It's already the ninth month, and Sommer is growing up. She still has limitless energy, but she is less hyperactive than a few months ago. She begins to look less like a little puppy and looks more like a reckless teenager with awkwardly big legs that are too big for her body. She runs very fast and loves to run around the yard, easily chasing our boys, and then barking for joy when she catches them. Problems with minor training are mainly related to the rear-view mirror, although occasional attacks of diarrhea are always possible, and I am still very friendly with our local carpet cleaner. Sommer's face is so expressive at this age! Her eyes are bright, and she looks at me in a direction, trying to please. In our house she has a routine and she understands the rules: you don’t need to jump in a good chair, ring the doorbell, go out, do not surf and so on. I think you could say that she trusts us now, and I trust her (most of the time, although after the episode of chewing on Advil, I try very carefully to keep her away from things that may cause her trouble). But when does the doorbell ring? This is when all bets on workouts are turned off.

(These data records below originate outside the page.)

/*!
 * Remote Data Gateway
 * Resource-typed CRUD over the hosted table store, plus blob storage
 */
pub mod memory;
pub mod models;
pub mod postgrest;
pub mod storage;

use async_trait::async_trait;
use chrono::Utc;
use once_cell::sync::Lazy;
use serde::{de::DeserializeOwned, Serialize};
use serde_json::{Map, Value};
use std::marker::PhantomData;
use std::sync::Arc;

use crate::auth::AuthGate;
use models::{Resource, SiteSettings, SiteSettingsPatch, SETTINGS_ID, SETTINGS_TABLE};

// ============================================================================
// Errors
// ============================================================================

#[derive(Debug, thiserror::Error)]
pub enum GatewayError {
    #[error("Supabase is not configured. Set SUPABASE_URL and SUPABASE_ANON_KEY.")]
    NotConfigured,
    #[error("Not authenticated. Please log in as admin.")]
    Unauthenticated,
    #[error("{resource} {id} not found")]
    NotFound { resource: &'static str, id: i64 },
    #[error("Remote store rejected the request (HTTP {status}): {message}")]
    Remote { status: u16, message: String },
    #[error("Request to remote store failed: {0}")]
    Transport(#[from] reqwest::Error),
    #[error("Unexpected data from remote store: {0}")]
    Decode(#[from] serde_json::Error),
    #[error("{0}")]
    InvalidUpload(String),
}

/// One connection pool shared by the table and blob clients.
pub(crate) static HTTP_CLIENT: Lazy<reqwest::Client> = Lazy::new(reqwest::Client::new);

// ============================================================================
// Table store seam
// ============================================================================

/// Row-level operations on a hosted table. Rows travel as JSON objects.
#[async_trait]
pub trait TableStore: Send + Sync {
    /// All rows, newest `created_at` first.
    async fn select_all(&self, table: &str) -> Result<Vec<Value>, GatewayError>;

    async fn select_by_id(&self, table: &str, id: i64) -> Result<Option<Value>, GatewayError>;

    /// Returns the stored row with its generated id and timestamps.
    async fn insert(&self, table: &str, row: Map<String, Value>) -> Result<Value, GatewayError>;

    /// `None` when no row has that id.
    async fn update(
        &self,
        table: &str,
        id: i64,
        patch: Map<String, Value>,
    ) -> Result<Option<Value>, GatewayError>;

    /// `true` when a row was removed.
    async fn delete(&self, table: &str, id: i64) -> Result<bool, GatewayError>;

    /// Cheapest possible round-trip, used by the connection monitor.
    async fn ping(&self) -> Result<(), GatewayError>;
}

fn to_fields<T: Serialize>(value: &T) -> Result<Map<String, Value>, GatewayError> {
    match serde_json::to_value(value)? {
        Value::Object(map) => Ok(map),
        _ => Ok(Map::new()),
    }
}

fn decode<T: DeserializeOwned>(value: Value) -> Result<T, GatewayError> {
    Ok(serde_json::from_value(value)?)
}

fn stamp_updated_at(fields: &mut Map<String, Value>) {
    fields.insert("updated_at".to_string(), Value::String(Utc::now().to_rfc3339()));
}

/// Configured store plus the gate every mutation re-checks.
#[derive(Clone)]
pub struct Remote {
    store: Option<Arc<dyn TableStore>>,
    gate: Arc<AuthGate>,
}

impl Remote {
    /// `store` is `None` when the environment is not configured.
    pub fn new(store: Option<Arc<dyn TableStore>>, gate: Arc<AuthGate>) -> Self {
        Self { store, gate }
    }

    pub fn is_configured(&self) -> bool {
        self.store.is_some()
    }

    pub fn table_store(&self) -> Option<Arc<dyn TableStore>> {
        self.store.clone()
    }

    pub fn gate(&self) -> &Arc<AuthGate> {
        &self.gate
    }

    fn store(&self) -> Result<&Arc<dyn TableStore>, GatewayError> {
        self.store.as_ref().ok_or(GatewayError::NotConfigured)
    }

    /// Configuration first, then the session; nothing is sent when either fails.
    fn writable_store(&self) -> Result<&Arc<dyn TableStore>, GatewayError> {
        let store = self.store()?;
        self.gate
            .require_session()
            .map_err(|_| GatewayError::Unauthenticated)?;
        Ok(store)
    }
}

// ============================================================================
// Collections
// ============================================================================

pub struct ResourceGateway<R: Resource> {
    remote: Remote,
    _resource: PhantomData<fn() -> R>,
}

impl<R: Resource> Clone for ResourceGateway<R> {
    fn clone(&self) -> Self {
        Self {
            remote: self.remote.clone(),
            _resource: PhantomData,
        }
    }
}

impl<R: Resource> ResourceGateway<R> {
    pub fn new(remote: Remote) -> Self {
        Self {
            remote,
            _resource: PhantomData,
        }
    }

    pub async fn get_all(&self) -> Result<Vec<R>, GatewayError> {
        let store = self.remote.store().inspect_err(|e| {
            tracing::warn!("Cannot fetch {}: {}", R::TABLE, e);
        })?;
        tracing::debug!("Fetching {}...", R::TABLE);

        let rows = store.select_all(R::TABLE).await.inspect_err(|e| {
            tracing::error!("Error fetching {}: {}", R::TABLE, e);
        })?;
        let items = rows
            .into_iter()
            .map(decode::<R>)
            .collect::<Result<Vec<_>, _>>()?;

        tracing::info!("Fetched {} {}", items.len(), R::TABLE);
        Ok(items)
    }

    pub async fn create(&self, new: &R::New) -> Result<R, GatewayError> {
        let store = self.remote.writable_store().inspect_err(|e| {
            tracing::warn!("Refusing to create {}: {}", R::LABEL, e);
        })?;
        tracing::info!("Creating {}...", R::LABEL);

        let row = store
            .insert(R::TABLE, to_fields(new)?)
            .await
            .inspect_err(|e| tracing::error!("Error creating {}: {}", R::LABEL, e))?;
        let created: R = decode(row)?;

        tracing::info!("Created {} {}", R::LABEL, created.id());
        Ok(created)
    }

    /// Sends only the fields set in `patch`; an empty patch reads the row back.
    pub async fn update(&self, id: i64, patch: &R::Patch) -> Result<R, GatewayError> {
        let store = self.remote.writable_store().inspect_err(|e| {
            tracing::warn!("Refusing to update {} {}: {}", R::LABEL, id, e);
        })?;
        let mut fields = to_fields(patch)?;

        let row = if fields.is_empty() {
            tracing::debug!("Empty patch for {} {}, reading current row", R::LABEL, id);
            store.select_by_id(R::TABLE, id).await?
        } else {
            tracing::info!("Updating {} {} ({} fields)...", R::LABEL, id, fields.len());
            stamp_updated_at(&mut fields);
            store.update(R::TABLE, id, fields).await?
        };

        let row = row.ok_or(GatewayError::NotFound {
            resource: R::LABEL,
            id,
        })?;
        decode(row)
    }

    pub async fn delete(&self, id: i64) -> Result<bool, GatewayError> {
        let store = self.remote.writable_store().inspect_err(|e| {
            tracing::warn!("Refusing to delete {} {}: {}", R::LABEL, id, e);
        })?;
        tracing::info!("Deleting {} {}...", R::LABEL, id);

        let removed = store
            .delete(R::TABLE, id)
            .await
            .inspect_err(|e| tracing::error!("Error deleting {} {}: {}", R::LABEL, id, e))?;
        if !removed {
            tracing::warn!("Delete matched no {} with id {}", R::LABEL, id);
        }
        Ok(removed)
    }
}

// ============================================================================
// Settings singleton
// ============================================================================

#[derive(Clone)]
pub struct SettingsGateway {
    remote: Remote,
}

impl SettingsGateway {
    pub fn new(remote: Remote) -> Self {
        Self { remote }
    }

    pub async fn get(&self) -> Result<SiteSettings, GatewayError> {
        let store = self.remote.store()?;
        tracing::debug!("Fetching site settings...");
        let row = store
            .select_by_id(SETTINGS_TABLE, SETTINGS_ID)
            .await
            .inspect_err(|e| tracing::error!("Error fetching site settings: {}", e))?
            .ok_or(GatewayError::NotFound {
                resource: "site settings",
                id: SETTINGS_ID,
            })?;
        decode(row)
    }

    pub async fn update(&self, patch: &SiteSettingsPatch) -> Result<SiteSettings, GatewayError> {
        let store = self.remote.writable_store().inspect_err(|e| {
            tracing::warn!("Refusing to update site settings: {}", e);
        })?;
        let mut fields = to_fields(patch)?;

        let row = if fields.is_empty() {
            store.select_by_id(SETTINGS_TABLE, SETTINGS_ID).await?
        } else {
            tracing::info!("Updating site settings ({} fields)...", fields.len());
            stamp_updated_at(&mut fields);
            store.update(SETTINGS_TABLE, SETTINGS_ID, fields).await?
        };

        let row = row.ok_or(GatewayError::NotFound {
            resource: "site settings",
            id: SETTINGS_ID,
        })?;
        decode(row)
    }
}

#[cfg(test)]
pub(crate) mod tests {
    use super::memory::MemoryTableStore;
    use super::models::{NewProject, Project, ProjectPatch};
    use super::*;
    use crate::auth::clock::ManualClock;
    use crate::auth::tests::{test_gate, PASSWORD, USERNAME};

    pub(crate) async fn logged_in_remote() -> (Remote, Arc<MemoryTableStore>) {
        let clock = Arc::new(ManualClock::new(Utc::now()));
        let (gate, _) = test_gate(clock);
        gate.login(USERNAME, PASSWORD, "ok").await.unwrap();
        let store = Arc::new(MemoryTableStore::new());
        (Remote::new(Some(store.clone()), Arc::new(gate)), store)
    }

    fn new_project(title: &str) -> NewProject {
        NewProject {
            title: title.to_string(),
            description: "desc".to_string(),
            tech: vec!["Rust".to_string()],
            image_url: None,
        }
    }

    #[tokio::test]
    async fn test_unconfigured_calls_fail_before_any_request() {
        let clock = Arc::new(ManualClock::new(Utc::now()));
        let (gate, _) = test_gate(clock);
        let gateway = ResourceGateway::<Project>::new(Remote::new(None, Arc::new(gate)));

        assert!(matches!(gateway.get_all().await, Err(GatewayError::NotConfigured)));
        assert!(matches!(
            gateway.create(&new_project("X")).await,
            Err(GatewayError::NotConfigured)
        ));
    }

    #[tokio::test]
    async fn test_unauthenticated_mutation_never_reaches_store() {
        let clock = Arc::new(ManualClock::new(Utc::now()));
        let (gate, _) = test_gate(clock);
        let store = Arc::new(MemoryTableStore::new());
        let gateway =
            ResourceGateway::<Project>::new(Remote::new(Some(store.clone()), Arc::new(gate)));

        let created = gateway.create(&new_project("X")).await;
        let updated = gateway.update(1, &ProjectPatch::default()).await;
        let deleted = gateway.delete(1).await;

        assert!(matches!(created, Err(GatewayError::Unauthenticated)));
        assert!(matches!(updated, Err(GatewayError::Unauthenticated)));
        assert!(matches!(deleted, Err(GatewayError::Unauthenticated)));
        assert_eq!(store.calls(), 0);
    }

    #[tokio::test]
    async fn test_create_then_get_all_includes_row() {
        let (remote, _) = logged_in_remote().await;
        let gateway = ResourceGateway::<Project>::new(remote);

        let created = gateway.create(&new_project("X")).await.unwrap();
        assert!(created.id > 0);

        let all = gateway.get_all().await.unwrap();
        assert!(all.iter().any(|p| p.title == "X" && p.id == created.id));
    }

    #[tokio::test]
    async fn test_get_all_orders_newest_first() {
        let (remote, _) = logged_in_remote().await;
        let gateway = ResourceGateway::<Project>::new(remote);
        gateway.create(&new_project("first")).await.unwrap();
        gateway.create(&new_project("second")).await.unwrap();

        let titles: Vec<String> = gateway
            .get_all()
            .await
            .unwrap()
            .into_iter()
            .map(|p| p.title)
            .collect();
        assert_eq!(titles, vec!["second", "first"]);
    }

    #[tokio::test]
    async fn test_empty_patch_leaves_row_unchanged() {
        let (remote, store) = logged_in_remote().await;
        let gateway = ResourceGateway::<Project>::new(remote);
        let created = gateway.create(&new_project("X")).await.unwrap();
        let writes = store.writes();

        let same = gateway.update(created.id, &ProjectPatch::default()).await.unwrap();

        assert_eq!(same, created);
        assert_eq!(store.writes(), writes);
    }

    #[tokio::test]
    async fn test_sparse_patch_changes_only_given_fields() {
        let (remote, _) = logged_in_remote().await;
        let gateway = ResourceGateway::<Project>::new(remote);
        let created = gateway.create(&new_project("X")).await.unwrap();

        let patch = ProjectPatch {
            description: Some("updated".to_string()),
            ..Default::default()
        };
        let updated = gateway.update(created.id, &patch).await.unwrap();

        assert_eq!(updated.title, "X");
        assert_eq!(updated.description, "updated");
        assert_eq!(updated.tech, created.tech);
        assert!(updated.updated_at >= created.updated_at);
    }

    #[tokio::test]
    async fn test_update_unknown_id_is_not_found() {
        let (remote, _) = logged_in_remote().await;
        let gateway = ResourceGateway::<Project>::new(remote);
        let patch = ProjectPatch {
            title: Some("Y".to_string()),
            ..Default::default()
        };
        let result = gateway.update(404, &patch).await;
        assert!(matches!(
            result,
            Err(GatewayError::NotFound { resource: "project", id: 404 })
        ));
    }

    #[tokio::test]
    async fn test_delete_reports_removal() {
        let (remote, _) = logged_in_remote().await;
        let gateway = ResourceGateway::<Project>::new(remote);
        let created = gateway.create(&new_project("X")).await.unwrap();

        assert!(gateway.delete(created.id).await.unwrap());
        assert!(!gateway.delete(created.id).await.unwrap());
        assert!(gateway.get_all().await.unwrap().is_empty());
    }

    #[tokio::test]
    async fn test_settings_get_and_update() {
        let (remote, store) = logged_in_remote().await;
        store.seed_row(
            SETTINGS_TABLE,
            serde_json::to_value(SiteSettings::default()).unwrap(),
        );
        let gateway = SettingsGateway::new(remote);

        let settings = gateway.get().await.unwrap();
        assert_eq!(settings.id, SETTINGS_ID);

        let patch = SiteSettingsPatch {
            hero_title: Some("Hello".to_string()),
            ..Default::default()
        };
        let updated = gateway.update(&patch).await.unwrap();
        assert_eq!(updated.hero_title, "Hello");
        assert_eq!(updated.site_title, settings.site_title);

        let unchanged = gateway.update(&SiteSettingsPatch::default()).await.unwrap();
        assert_eq!(unchanged.hero_title, "Hello");
    }

    #[tokio::test]
    async fn test_settings_missing_row_is_not_found() {
        let (remote, _) = logged_in_remote().await;
        let gateway = SettingsGateway::new(remote);
        assert!(matches!(
            gateway.get().await,
            Err(GatewayError::NotFound { id: SETTINGS_ID, .. })
        ));
    }
}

We have an active household, in which two sons, friends, family and sports chairs, music teachers, lawn masters and experts regularly come to the house. All this makes the house happy, and Sommer loves to welcome guests. But do guests like when Sommer greets them? In the beginning, the answer was definitely "no." And I can't say I blame them. I do not like a dog that jumps on me when I go to someone's house, and, being a small dog, Sommer seems to be particularly prone to jumping. It is in her nature to want to rise to the human level. She is also prone to excited barking, another habit that turned greetings at the door into a real challenge. This was one of the things that worried me most about the presence of a dog, so we decided to hire one of the trainers who conducted the Sommer puppies group training lessons to come to our home to diagnose the problem and assign a solution.
The trainer has perfectly demonstrated that door greetings are indeed one of the biggest problems. She advised to use the method in which we put the dog bed next to the door, but not next to the door, and said “go to bed” when the doorbell rang. I had to stand next to the bed and treat Sommer while she stayed on the bed. The idea was for the guest to come in and then pass by the bed and greet Sommer, or not greet Sommer — everything the guest wanted. Whether it was my lack of proper execution or just a splash of a Sommer puppy, although we worked on these months, both in real-life scenarios and in trials where the boys went outside and rang the bell, Sommer never did it. She “went to bed”, but as soon as I gave her one small treat, she grabbed him and ran out of bed to jump onto the person at the door. To answer the door was to work with two people, as I was stuck, calling for “go to bed” and standing by the dog’s bed, while one of the boys had to answer the doorbell — and they were not always at home to play this the role, I thought Sommer might catch on and stay in bed while I walked to the door, but, alas, the promise of a new person to welcome was too overwhelming and actually seemed more tempting than any treat I could offer.
We returned to the “sound” collar (note: we will only use an unstressed collar). One day, visiting my parents in their home, Sommer came to herself with excitement when she saw my parents every morning, as if she had never seen them before. It turned into a great opportunity to put on her pip collar and teach her not to jump greetings. the ruleWe diligently showed her that when she bounced on them in an excited greeting, this would lead to a “beep”. When she stayed, with all four paws on the ground, my parents took care to give her a lot of pets and “Good girl” praise. The idea seemed to come to mind. After returning home, the only trick to continue this method successfully was to make sure she was in a collar when guests came to the house, or in the case of an unexpected visitor, that the collar was ready at the door so that I could quickly put on her.